* SUPPLIED INFORMATION
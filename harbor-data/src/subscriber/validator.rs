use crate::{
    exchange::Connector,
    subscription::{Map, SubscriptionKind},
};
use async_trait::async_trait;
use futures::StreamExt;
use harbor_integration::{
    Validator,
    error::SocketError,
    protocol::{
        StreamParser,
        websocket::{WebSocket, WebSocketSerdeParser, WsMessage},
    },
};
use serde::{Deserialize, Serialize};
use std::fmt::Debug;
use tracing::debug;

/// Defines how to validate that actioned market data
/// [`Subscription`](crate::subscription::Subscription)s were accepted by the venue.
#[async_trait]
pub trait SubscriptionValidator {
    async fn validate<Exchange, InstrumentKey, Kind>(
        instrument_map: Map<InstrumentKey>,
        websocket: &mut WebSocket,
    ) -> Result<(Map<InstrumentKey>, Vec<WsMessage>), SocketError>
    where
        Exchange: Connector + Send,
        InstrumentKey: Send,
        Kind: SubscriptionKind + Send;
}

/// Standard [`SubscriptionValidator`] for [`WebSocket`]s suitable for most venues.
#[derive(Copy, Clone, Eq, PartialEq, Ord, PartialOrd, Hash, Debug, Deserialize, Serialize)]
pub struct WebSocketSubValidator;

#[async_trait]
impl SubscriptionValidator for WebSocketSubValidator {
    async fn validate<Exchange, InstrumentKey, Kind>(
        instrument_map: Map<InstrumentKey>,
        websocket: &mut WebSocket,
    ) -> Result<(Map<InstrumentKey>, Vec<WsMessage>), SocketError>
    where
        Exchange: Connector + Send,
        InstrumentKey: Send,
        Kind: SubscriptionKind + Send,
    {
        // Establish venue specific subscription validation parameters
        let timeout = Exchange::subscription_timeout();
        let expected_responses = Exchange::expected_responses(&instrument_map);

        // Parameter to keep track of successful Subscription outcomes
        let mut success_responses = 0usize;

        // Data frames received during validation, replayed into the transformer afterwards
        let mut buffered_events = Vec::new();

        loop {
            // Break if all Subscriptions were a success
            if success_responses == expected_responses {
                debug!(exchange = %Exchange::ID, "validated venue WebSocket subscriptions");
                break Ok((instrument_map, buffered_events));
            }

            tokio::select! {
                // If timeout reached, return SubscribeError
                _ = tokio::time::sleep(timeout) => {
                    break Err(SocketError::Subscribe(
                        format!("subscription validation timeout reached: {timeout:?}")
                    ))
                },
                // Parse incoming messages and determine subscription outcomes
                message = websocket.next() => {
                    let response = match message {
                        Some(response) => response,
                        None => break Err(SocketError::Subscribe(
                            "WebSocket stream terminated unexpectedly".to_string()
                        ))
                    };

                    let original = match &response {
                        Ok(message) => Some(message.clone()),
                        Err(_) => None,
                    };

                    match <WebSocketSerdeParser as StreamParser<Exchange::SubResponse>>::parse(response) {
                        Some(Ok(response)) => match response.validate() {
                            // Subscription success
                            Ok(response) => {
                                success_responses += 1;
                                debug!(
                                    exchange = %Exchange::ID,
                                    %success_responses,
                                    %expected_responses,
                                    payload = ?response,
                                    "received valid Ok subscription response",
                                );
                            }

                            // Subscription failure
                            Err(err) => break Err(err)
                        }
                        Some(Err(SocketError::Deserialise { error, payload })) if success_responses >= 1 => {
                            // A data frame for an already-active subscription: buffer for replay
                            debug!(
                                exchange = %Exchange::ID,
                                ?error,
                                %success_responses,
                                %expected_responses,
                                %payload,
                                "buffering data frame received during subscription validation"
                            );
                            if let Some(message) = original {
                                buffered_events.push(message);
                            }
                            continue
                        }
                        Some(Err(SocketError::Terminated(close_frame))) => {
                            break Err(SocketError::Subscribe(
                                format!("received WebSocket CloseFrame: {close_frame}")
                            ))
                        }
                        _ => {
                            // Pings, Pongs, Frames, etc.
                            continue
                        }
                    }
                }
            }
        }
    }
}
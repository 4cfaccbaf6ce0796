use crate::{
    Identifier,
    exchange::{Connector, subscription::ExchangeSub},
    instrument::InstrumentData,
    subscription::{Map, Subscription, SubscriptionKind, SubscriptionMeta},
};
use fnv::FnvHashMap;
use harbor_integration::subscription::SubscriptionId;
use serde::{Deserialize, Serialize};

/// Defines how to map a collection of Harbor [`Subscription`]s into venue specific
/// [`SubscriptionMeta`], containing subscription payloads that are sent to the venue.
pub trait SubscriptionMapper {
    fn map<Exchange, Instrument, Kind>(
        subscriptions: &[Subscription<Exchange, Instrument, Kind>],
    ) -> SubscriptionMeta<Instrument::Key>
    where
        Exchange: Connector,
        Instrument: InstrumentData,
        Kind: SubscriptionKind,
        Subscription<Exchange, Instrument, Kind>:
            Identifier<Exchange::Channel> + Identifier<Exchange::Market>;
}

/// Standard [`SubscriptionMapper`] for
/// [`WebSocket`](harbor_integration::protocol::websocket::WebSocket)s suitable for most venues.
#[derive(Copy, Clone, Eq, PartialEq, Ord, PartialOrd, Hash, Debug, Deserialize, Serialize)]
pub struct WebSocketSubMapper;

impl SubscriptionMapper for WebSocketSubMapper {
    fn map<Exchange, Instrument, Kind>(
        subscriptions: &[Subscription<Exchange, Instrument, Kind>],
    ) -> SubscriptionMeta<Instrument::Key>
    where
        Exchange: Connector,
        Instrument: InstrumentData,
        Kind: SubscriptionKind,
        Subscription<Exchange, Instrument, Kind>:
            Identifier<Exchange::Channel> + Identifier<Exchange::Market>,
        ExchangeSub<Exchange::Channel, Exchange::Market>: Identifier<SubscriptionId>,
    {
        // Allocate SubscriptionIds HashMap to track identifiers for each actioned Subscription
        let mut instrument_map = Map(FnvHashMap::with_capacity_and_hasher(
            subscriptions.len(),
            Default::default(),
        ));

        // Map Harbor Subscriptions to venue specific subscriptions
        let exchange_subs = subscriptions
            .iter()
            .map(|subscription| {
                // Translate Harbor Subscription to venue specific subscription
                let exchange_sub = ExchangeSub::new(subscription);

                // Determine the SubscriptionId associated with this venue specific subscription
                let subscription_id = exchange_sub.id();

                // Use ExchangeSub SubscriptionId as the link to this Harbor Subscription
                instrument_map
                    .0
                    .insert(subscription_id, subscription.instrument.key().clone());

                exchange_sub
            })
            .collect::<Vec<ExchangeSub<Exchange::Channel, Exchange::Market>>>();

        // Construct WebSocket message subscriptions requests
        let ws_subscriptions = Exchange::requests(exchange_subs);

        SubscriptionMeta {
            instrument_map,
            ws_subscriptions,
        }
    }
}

* THE TASK
From the entries above, extract every line where the word "match" appears.

* REPLY TO THE TASK
                    let response = match message {
                    let original = match &response {
                    match <WebSocketSerdeParser as StreamParser<Exchange::SubResponse>>::parse(response) {
                        Some(Ok(response)) => match response.validate() {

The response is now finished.